All these questions an untrained and inquisitive mind will ask itself in the propositions of astronomy. We must believe or not, as we think proper or reasonable. We have no way of verifying the propositions by the trial of our senses. There they lie, to be received by us in the construction that first suggests itself to us, or not. They are something like an agreeable imagination or fiction: and a sober observer, in cold blood, will be disposed deliberately to weigh both sides of the question, and to judge whether the probability lies in favour of the actual affirmation of the millions of millions of

miles, and the other incredible propositions of the travelling of light, and the rest, which even the most cautious and sceptical of the retainers of modern astronomy, find themselves compelled to receive.

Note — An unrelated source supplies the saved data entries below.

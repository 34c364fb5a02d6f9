// Copyright (C) 2026 Fred Clausen
// Use of this source code is governed by an MIT-style
// license that can be found in the LICENSE file or at
// https://opensource.org/licenses/MIT.

//! Test helper functions and fixtures.

use std::sync::Mutex;

use kermesse_domain::{Stand, StandCategory, Tombola, User, UserRole};
use kermesse_persistence::Persistence;

use crate::handlers::{kermesses, stands, tombolas, users};
use crate::{
    AuthenticatedActor, CreateKermesseRequest, CreateStandRequest, CreateTombolaRequest,
    InviteChildRequest, LinkStandRequest, LinkUserRequest, NotificationSink, RegisterRequest,
    TopUpRequest,
};

pub const TEST_PASSWORD: &str = "Kermesse-2026";

/// Notification sink that keeps every message it receives.
#[derive(Default)]
pub struct RecordingNotifier {
    messages: Mutex<Vec<(i64, String)>>,
}

impl RecordingNotifier {
    pub fn messages(&self) -> Vec<(i64, String)> {
        self.messages.lock().unwrap().clone()
    }
}

impl NotificationSink for RecordingNotifier {
    fn notify(&self, organizer_id: i64, message: &str) {
        self.messages
            .lock()
            .unwrap()
            .push((organizer_id, message.to_string()));
    }
}

pub fn register_actor(
    persistence: &mut Persistence,
    name: &str,
    email: &str,
    role: UserRole,
) -> AuthenticatedActor {
    let user: User = users::register(
        persistence,
        RegisterRequest {
            name: name.to_string(),
            email: email.to_string(),
            password: TEST_PASSWORD.to_string(),
            role,
        },
    )
    .expect("Failed to register user");
    AuthenticatedActor::new(user.user_id, user.role)
}

pub fn invite_student(
    persistence: &mut Persistence,
    parent: &AuthenticatedActor,
    name: &str,
    email: &str,
) -> AuthenticatedActor {
    let response = users::invite_child(
        persistence,
        parent,
        InviteChildRequest {
            name: name.to_string(),
            email: email.to_string(),
        },
    )
    .expect("Failed to invite student");
    AuthenticatedActor::new(response.student.user_id, UserRole::Student)
}

pub fn fund(persistence: &mut Persistence, user_id: i64, amount: u64, reference: &str) {
    users::top_up(
        persistence,
        &TopUpRequest {
            user_id,
            amount,
            reference: reference.to_string(),
        },
    )
    .expect("Failed to top up");
}

pub fn balance_of(persistence: &mut Persistence, user_id: i64) -> u64 {
    persistence
        .read(|tx| tx.get_user(user_id))
        .expect("Failed to read user")
        .expect("User not found")
        .balance
}

pub fn open_stand(
    persistence: &mut Persistence,
    holder: &AuthenticatedActor,
    category: StandCategory,
    price: u64,
    stock: u64,
) -> Stand {
    stands::create_stand(
        persistence,
        holder,
        CreateStandRequest {
            name: format!("{category} stand"),
            description: String::new(),
            category,
            price,
            stock,
        },
    )
    .expect("Failed to create stand")
}

pub fn open_tombola(
    persistence: &mut Persistence,
    organizer: &AuthenticatedActor,
    kermesse_id: i64,
    price: u64,
) -> Tombola {
    tombolas::create_tombola(
        persistence,
        organizer,
        CreateTombolaRequest {
            kermesse_id,
            name: String::from("Grand tombola"),
            prize: String::from("Bicycle"),
            price,
        },
    )
    .expect("Failed to create tombola")
}

/// A running kermesse with one linked stand and one enrolled family.
pub struct Fair {
    pub persistence: Persistence,
    pub organizer: AuthenticatedActor,
    pub holder: AuthenticatedActor,
    pub parent: AuthenticatedActor,
    pub student: AuthenticatedActor,
    pub kermesse_id: i64,
    pub stand: Stand,
}

/// Builds a [`Fair`] around a stand of the given shape.
///
/// The parent holds 100 tokens, the student none.
pub fn setup_fair_with_stand(category: StandCategory, price: u64, stock: u64) -> Fair {
    let persistence: Persistence =
        Persistence::new_in_memory().expect("Failed to create persistence");
    setup_fair_in(persistence, category, price, stock)
}

/// Same as [`setup_fair_with_stand`], in the given store.
pub fn setup_fair_in(
    mut persistence: Persistence,
    category: StandCategory,
    price: u64,
    stock: u64,
) -> Fair {

    let organizer = register_actor(
        &mut persistence,
        "Olivia Organizer",
        "olivia@school.test",
        UserRole::Organizer,
    );
    let holder = register_actor(
        &mut persistence,
        "Hugo Holder",
        "hugo@school.test",
        UserRole::StandHolder,
    );
    let parent = register_actor(
        &mut persistence,
        "Paula Parent",
        "paula@school.test",
        UserRole::Parent,
    );
    let student = invite_student(&mut persistence, &parent, "Sam Student", "sam@school.test");
    fund(&mut persistence, parent.id, 100, "pay-parent-1");

    let kermesse = kermesses::create_kermesse(
        &mut persistence,
        &organizer,
        CreateKermesseRequest {
            name: String::from("Spring fair"),
            description: String::from("Playground"),
        },
    )
    .expect("Failed to create kermesse");

    let stand: Stand = open_stand(&mut persistence, &holder, category, price, stock);
    kermesses::link_stand(
        &mut persistence,
        &organizer,
        kermesse.kermesse_id,
        LinkStandRequest {
            stand_id: stand.stand_id,
        },
    )
    .expect("Failed to link stand");
    kermesses::link_user(
        &mut persistence,
        &organizer,
        kermesse.kermesse_id,
        LinkUserRequest {
            user_id: student.id,
        },
    )
    .expect("Failed to link student");

    Fair {
        persistence,
        organizer,
        holder,
        parent,
        student,
        kermesse_id: kermesse.kermesse_id,
        stand,
    }
}

/// A fair around a food stand priced 30 with 2 units in stock.
pub fn setup_fair() -> Fair {
    setup_fair_with_stand(StandCategory::Food, 30, 2)
}
// Copyright (C) 2026 Fred Clausen
// Use of this source code is governed by an MIT-style
// license that can be found in the LICENSE file or at
// https://opensource.org/licenses/MIT.

#![allow(clippy::expect_used, clippy::unwrap_used)]

mod draw;
mod lifecycle;
mod purchase;
mod validation;

use crate::{Kermesse, LifecycleStatus, Stand, StandCategory, Tombola, User, UserRole};

pub fn make_user(user_id: i64, role: UserRole, balance: u64) -> User {
    User {
        user_id,
        parent_id: None,
        name: format!("User {user_id}"),
        email: format!("user{user_id}@example.com"),
        role,
        balance,
    }
}

pub fn make_kermesse(kermesse_id: i64, organizer_id: i64, status: LifecycleStatus) -> Kermesse {
    Kermesse {
        kermesse_id,
        organizer_id,
        name: String::from("Spring Fair"),
        description: String::from("Annual school fair"),
        status,
    }
}

pub fn make_stand(
    stand_id: i64,
    holder_id: i64,
    category: StandCategory,
    price: u64,
    stock: u64,
) -> Stand {
    Stand {
        stand_id,
        holder_id,
        name: String::from("Crepes"),
        description: String::new(),
        category,
        price,
        stock,
    }
}

pub fn make_tombola(
    tombola_id: i64,
    kermesse_id: i64,
    price: u64,
    status: LifecycleStatus,
) -> Tombola {
    Tombola {
        tombola_id,
        kermesse_id,
        name: String::from("Big Raffle"),
        prize: String::from("Bicycle"),
        price,
        status,
    }
}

But I shall be told, that the results of our observations of the distances of the heavenly bodies are unvaried. We have measured the distances and other phenomena of the sun, the moon, Mercury, Venus, Mars, Jupiter, Saturn, and their satellites, and they all fall into a grand system, so as to convey to every unprejudiced mind the conviction that this system is the truth itself. If we look at them day after day, and year after year, we see them for ever the same, and performing the same divine harmony. Successive astronomers in different ages and countries have observed the celestial orbs, and swept the heavens, and for ever bring us back the same story of the number, the dimensions, the distances, and the arrangement of the heavenly bodies which form the subject of astronomical science.

This we have seen indeed not to be exactly the case. But, if it were, it would go a very little way towards proving the point it was brought to prove. It would shew that, the sensations and results being similar, the causes of those results must be similar to each other, but it would not shew that the causes were similar to the sensations produced. Thus, in the sensations which belong to taste, smell, sound, colour, and to those of heat and cold, there is all

the uniformity which would arise, when the real external causes bore the most exact similitude to the perceptions they generate; and yet it is now universally confessed that tastes, scents, sounds, colours, and heat and cold do not exist out of ourselves. All that we are entitled therefore to conclude as to the magnitudes and distances of the heavenly bodies, is, that the causes of our sensations and perceptions, whatever they are, are not less uniform than the sensations and perceptions themselves.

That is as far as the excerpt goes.